As deployed in the novel, witches and monsters do not represent any “pure” indigenous belief system. Instead, they represent ladino fantasies about indigeneity, through which this class fantasies its own undoing in a moment of historical crisis. As an example, the narrator’s nanny tells the girl’s mother that sorcerers (brujos) at Chactajal have cursed Mario, the family’s only son. The novel shows that the point is not whether sorcerers have really cursed the son, but that the mother internalises this threat. For until Mario does indeed die, no one—including a priest and a doctor—can convince her that sorcerers are not “eating” her son.

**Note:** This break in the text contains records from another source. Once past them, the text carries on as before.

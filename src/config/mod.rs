//! Configuration for stdtee
//!
//! Forwarder tuning comes from the environment. Daemon settings live in
//! `~/.stdtee/stdteed.conf` and are re-exported here for convenience.

use std::env;

pub use crate::daemon::config::DaemonConfig;

/// Default read buffer for the copy loop (matches a typical pipe capacity)
pub const DEFAULT_READ_BUFFER_SIZE: usize = 32 * 1024;

/// Smallest read buffer accepted from the environment
pub const MIN_READ_BUFFER_SIZE: usize = 512;

/// Largest read buffer; one read never returns more than a pipe holds
pub const MAX_READ_BUFFER_SIZE: usize = 1024 * 1024;

/// Tuning for a single forwarder
#[derive(Debug, Clone, Copy, PartialEq, Eq)]
pub struct ForwarderConfig {
    /// Bytes requested per read from the pipe
    pub read_buffer_size: usize,
}

impl Default for ForwarderConfig {
    fn default() -> Self {
        Self {
            read_buffer_size: DEFAULT_READ_BUFFER_SIZE,
        }
    }
}

impl ForwarderConfig {
    /// Read tuning from STDTEE_READ_BUFFER, falling back to defaults
    pub fn from_env() -> Self {
        let mut config = Self::default();
        if let Ok(value) = env::var("STDTEE_READ_BUFFER") {
            config.apply("STDTEE_READ_BUFFER", &value);
        }
        config
    }

    /// Apply a single `KEY=value` setting, ignoring unknown keys and bad values
    pub fn apply(&mut self, key: &str, value: &str) {
        if key == "STDTEE_READ_BUFFER" {
            if let Ok(size) = value.trim().parse::<usize>() {
                self.read_buffer_size = size.clamp(MIN_READ_BUFFER_SIZE, MAX_READ_BUFFER_SIZE);
            }
        }
    }
}

/// Parse a shell variable assignment (KEY=value or KEY="value")
pub(crate) fn parse_assignment(line: &str) -> Option<(String, String)> {
    let eq_pos = line.find('=')?;
    let key = line[..eq_pos].trim().to_string();
    let value = line[eq_pos + 1..].trim().to_string();

    // Validate key is a valid identifier
    if key.is_empty() || !key.chars().all(|c| c.is_alphanumeric() || c == '_') {
        return None;
    }

    Some((key, value))
}

/// Remove surrounding quotes from a value
pub(crate) fn unquote(s: &str) -> String {
    let s = s.trim();

    if s.len() >= 2
        && ((s.starts_with('"') && s.ends_with('"')) || (s.starts_with('\'') && s.ends_with('\'')))
    {
        return s[1..s.len() - 1].to_string();
    }

    s.to_string()
}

The supposedly archaic and premodern beliefs associated with indigenous people takes flight as a projection of ladino anxieties. This is not to deny that witchcraft is not an important part of indigenous spiritual practice, one that belongs to a genealogy that extends well beyond the history of colonialism and forced production on estates. In Balún Canán, however, indigenous magic functions at bottom as a Southern gothic symptom of ladino disintegration.
And, indeed, is it really any wonder that the landowning family would experience its downfall as an indigenous curse? First, it gestures toward the ladino subjects’ colonial unconscious—revenge is what awaits their class. At the same time, the ladino internalisation of the indigenous curse points to what I think is perhaps Balún Canán’s most stunning realisation: that ladinos—whose sense of self depends upon their proclaimed separateness from Indians—are themselves “indigenous.”
The statement that ladinos are themselves “indigenous” is not meant to bet taken literally. Rather, it is to note that ladino landowners are quite literally made by indigenous labour; and that the threat to that labour system forces ladinos into a traumatic recognition of that fact. Bonded labour─the horizon of social existence on the estate system─threatens to become unbound; with this, the very sense of being ladino is thrown into crisis. When the masters imagine their destruction at the hands of indigenous sorcerers, it just might be that they are recognising—in distorted form—that the ladino world is in fact made by indigenous people. Given the prospect of indigenous liberation, ladinos are forced to countenance, with horror, the prospect of their own undoing.
Unfortunately, this undoing remained more a fantasy than a reality for decades: The Chiapanecan landowning class only truly declined after a further round of agrarian reform in the 1970s, and after a wave of indigenous peasant mobilisations and land invasions that culminated in the Zapatista rebellion of 1994. Castellanos’ novel allows us to catch a glimpse of the violent contradictions at the heart of the estate system, as well as a (perhaps utopian?) image of its destruction.